#### Instructions for the task
Copy each line of the records below that mentions the word "common".

#### Records to process
● ● ●

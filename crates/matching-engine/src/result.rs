//! Result types for matching operations

use common::Trade;
use settlement::Fill;

/// Result of matching one incoming order
#[derive(Debug, Clone)]
pub struct MatchResult {
    /// The incoming order as committed after the last fill
    pub order: Trade,
    /// Fills settled during this pass, in execution order
    pub fills: Vec<Fill>,
    /// Counterparties skipped because they belong to the same customer
    pub self_trades_skipped: u32,
}

impl MatchResult {
    pub(crate) fn new(order: Trade) -> Self {
        Self {
            order,
            fills: Vec::new(),
            self_trades_skipped: 0,
        }
    }

    /// Check if any fills were settled
    pub fn has_fills(&self) -> bool {
        !self.fills.is_empty()
    }

    /// Total quantity filled during this pass
    pub fn filled_quantity(&self) -> u32 {
        self.fills.iter().map(|f| f.quantity).sum()
    }
}
//! Startup seeding of instruments and standing liquidity

use common::{AccountId, Clock, CustomerId, Decimal, Stock, Trade, TradeAction, TradeStatus};
use config::{InstrumentSeed, LiquiditySeed, MarketConfig};
use storage::LedgerStore;
use tracing::{debug, info};

use crate::error::Result;

/// Customer id carried by liquidity-provider orders
pub const LIQUIDITY_PROVIDER_CUSTOMER: CustomerId = CustomerId(0);

/// What a seeding run created
#[derive(Debug, Clone, Copy, Default, PartialEq, Eq)]
pub struct SeedSummary {
    pub stocks_created: usize,
    pub orders_created: usize,
}

/// Create missing stocks and the liquidity-provider orders configured for
/// them. Existing stocks keep their last price, and a side that already
/// has a live liquidity-provider order gets no second one.
pub async fn seed_market(
    store: &dyn LedgerStore,
    market: &MarketConfig,
    clock: &dyn Clock,
) -> Result<SeedSummary> {
    let mut summary = SeedSummary::default();

    for instrument in &market.instruments {
        if store.get_stock(&instrument.symbol).await?.is_none() {
            store
                .save_stock(Stock::new(&instrument.symbol, instrument.last_price))
                .await?;
            summary.stocks_created += 1;
            debug!(symbol = %instrument.symbol, last_price = %instrument.last_price, "Stock created");
        }

        if let Some(liquidity) = &instrument.liquidity {
            summary.orders_created += seed_liquidity(store, instrument, liquidity, clock).await?;
        }
    }

    info!(
        instruments = market.instruments.len(),
        stocks_created = summary.stocks_created,
        orders_created = summary.orders_created,
        "Market seeded"
    );
    Ok(summary)
}

async fn seed_liquidity(
    store: &dyn LedgerStore,
    instrument: &InstrumentSeed,
    liquidity: &LiquiditySeed,
    clock: &dyn Clock,
) -> Result<usize> {
    let mut created = 0;
    for (action, price) in [
        (TradeAction::Buy, liquidity.bid),
        (TradeAction::Sell, liquidity.ask),
    ] {
        let live = store
            .find_trades(action, &instrument.symbol, &TradeStatus::LIVE)
            .await?;
        if live.iter().any(Trade::is_liquidity_provider) {
            continue;
        }

        let mut order = Trade::new(
            action,
            &instrument.symbol,
            liquidity.quantity,
            price,
            AccountId::LIQUIDITY_PROVIDER,
            LIQUIDITY_PROVIDER_CUSTOMER,
            clock.now(),
        );
        if action == TradeAction::Buy {
            order.amount_reserved = price * Decimal::from(liquidity.quantity);
        }
        order.processed = true;
        let order = store.save_trade(order).await?;
        debug!(
            trade_id = %order.id,
            symbol = %order.symbol,
            action = %action,
            %price,
            quantity = order.quantity,
            "Liquidity order placed"
        );
        created += 1;
    }
    Ok(created)
}
async fn write_trade(conn: &mut PgConnection, trade: &mut Trade) -> StorageResult<()> {
    if trade.version == 0 {
        let id_bind: Option<i64> = (trade.id != TradeId::default()).then_some(trade.id.0 as i64);
        let row = sqlx::query(
            r#"
            INSERT INTO trades (
                id, action, symbol, quantity, bid, ask, avg_price, filled_quantity,
                submitted_at, account_id, customer_id, status, processed, amount_reserved, version
            ) VALUES (COALESCE($1, nextval('trades_id_seq')), $2, $3, $4, $5, $6, $7, $8, $9, $10, $11, $12, $13, $14, 1)
            RETURNING id
            "#,
        )
        .bind(id_bind)
        .bind(trade.action.as_str())
        .bind(&trade.symbol)
        .bind(trade.quantity as i64)
        .bind(trade.bid)
        .bind(trade.ask)
        .bind(trade.avg_price)
        .bind(trade.filled_quantity as i64)
        .bind(trade.submitted_at)
        .bind(trade.account_id.0 as i64)
        .bind(trade.customer_id.0 as i64)
        .bind(trade.status.as_str())
        .bind(trade.processed)
        .bind(trade.amount_reserved)
        .fetch_one(&mut *conn)
        .await
        .map_err(backend)?;
        trade.id = TradeId(row.try_get::<i64, _>("id").map_err(backend)? as u64);
        if id_bind.is_some() {
            // Keep generated ids clear of explicitly inserted ones
            sqlx::query("SELECT setval('trades_id_seq', GREATEST((SELECT MAX(id) FROM trades), 1))")
                .execute(&mut *conn)
                .await
                .map_err(backend)?;
        }
    } else {
        let affected = sqlx::query(
            r#"
            UPDATE trades SET
                avg_price = $1,
                filled_quantity = $2,
                status = $3,
                processed = $4,
                amount_reserved = $5,
                version = version + 1
            WHERE id = $6 AND version = $7
            "#,
        )
        .bind(trade.avg_price)
        .bind(trade.filled_quantity as i64)
        .bind(trade.status.as_str())
        .bind(trade.processed)
        .bind(trade.amount_reserved)
        .bind(trade.id.0 as i64)
        .bind(trade.version as i64)
        .execute(&mut *conn)
        .await
        .map_err(backend)?
        .rows_affected();
        if affected != 1 {
            return Err(stale("trade", trade.id, trade.version));
        }
    }
    trade.version += 1;
    Ok(())
}

async fn write_account(conn: &mut PgConnection, account: &mut Account) -> StorageResult<()> {
    let affected = if account.version == 0 {
        sqlx::query(
            "INSERT INTO accounts (id, customer_id, balance, available_balance, version) \
             VALUES ($1, $2, $3, $4, 1)",
        )
        .bind(account.id.0 as i64)
        .bind(account.customer_id.0 as i64)
        .bind(account.balance)
        .bind(account.available_balance)
        .execute(&mut *conn)
        .await
        .map_err(backend)?
        .rows_affected()
    } else {
        sqlx::query(
            "UPDATE accounts SET balance = $1, available_balance = $2, version = version + 1 \
             WHERE id = $3 AND version = $4",
        )
        .bind(account.balance)
        .bind(account.available_balance)
        .bind(account.id.0 as i64)
        .bind(account.version as i64)
        .execute(&mut *conn)
        .await
        .map_err(backend)?
        .rows_affected()
    };
    if affected != 1 {
        return Err(stale("account", account.id, account.version));
    }
    account.version += 1;
    Ok(())
}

● ● ●

#### Solution to the exercise
use common::Trade;
use common::{AccountId, Clock, CustomerId, Decimal, Stock, Trade, TradeAction, TradeStatus};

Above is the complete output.